Golden Forecast: Are We Riding the Bullion or Sinking with the Ship?
In early May, gold experienced a significant surge, reaching its multi-year high at $2082. The $2070/82 range has proven to be a crucial resistance level, causing the price to decline with each test. The first swing high was printed in August 2020 reaching a high of $2075.32.
Subsequently, the market was dominated by bearish sentiment, leading to a decline in gold’s value to as low as $1676 by March 2021. The second assault on the $2070 level was a year later where once again bearish sentiment took the market lower to $1614 by late September 2022 where price consolidated for 6 weeks before making its ascent to the third test of the $2070 level earlier this month.
Currently, gold has retraced from this peak but remains comfortably above the $2000 level, maintaining an upward trend.

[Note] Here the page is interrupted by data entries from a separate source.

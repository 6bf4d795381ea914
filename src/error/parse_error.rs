use thiserror::Error;

/// Result type used by the lexer, bracket validator and parser.
pub type ParseResult<T> = Result<T, ParseError>;

/// Represents all errors that can occur before a formula is evaluated.
#[derive(Debug, Clone, PartialEq, Eq, Error)]
pub enum ParseError {
    /// The formula does not match the grammar.
    ///
    /// The message is deliberately generic; the precise cause is logged at
    /// debug level by the parser.
    #[error("Invalid Input: Could not parse '{formula}' as a formula")]
    CouldNotParse {
        /// The formula exactly as it was submitted.
        formula: String,
    },
    /// Brackets are not correctly nested or closed.
    #[error("{message}")]
    UnbalancedBrackets {
        /// Human readable description, including the highlighted formula.
        message:   String,
        /// Character offsets of every offending bracket.
        positions: Vec<usize>,
    },
}

impl ParseError {
    /// Builds a [`ParseError::CouldNotParse`] for the given formula.
    pub fn could_not_parse(formula: impl Into<String>) -> Self {
        Self::CouldNotParse { formula: formula.into() }
    }
}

However, there is some caution to be had with this rising trend on the daily chart. It is noticeable that while the price has been gradually rising, the RSI has been gradually falling, suggesting a potential failure in the trend and the likelihood of a correction. This bearish divergence can also be seen in the weekly chart, albeit very slight.
In the event of a market decline, there is substantial support from the rising trend originating from the lows of late 2022.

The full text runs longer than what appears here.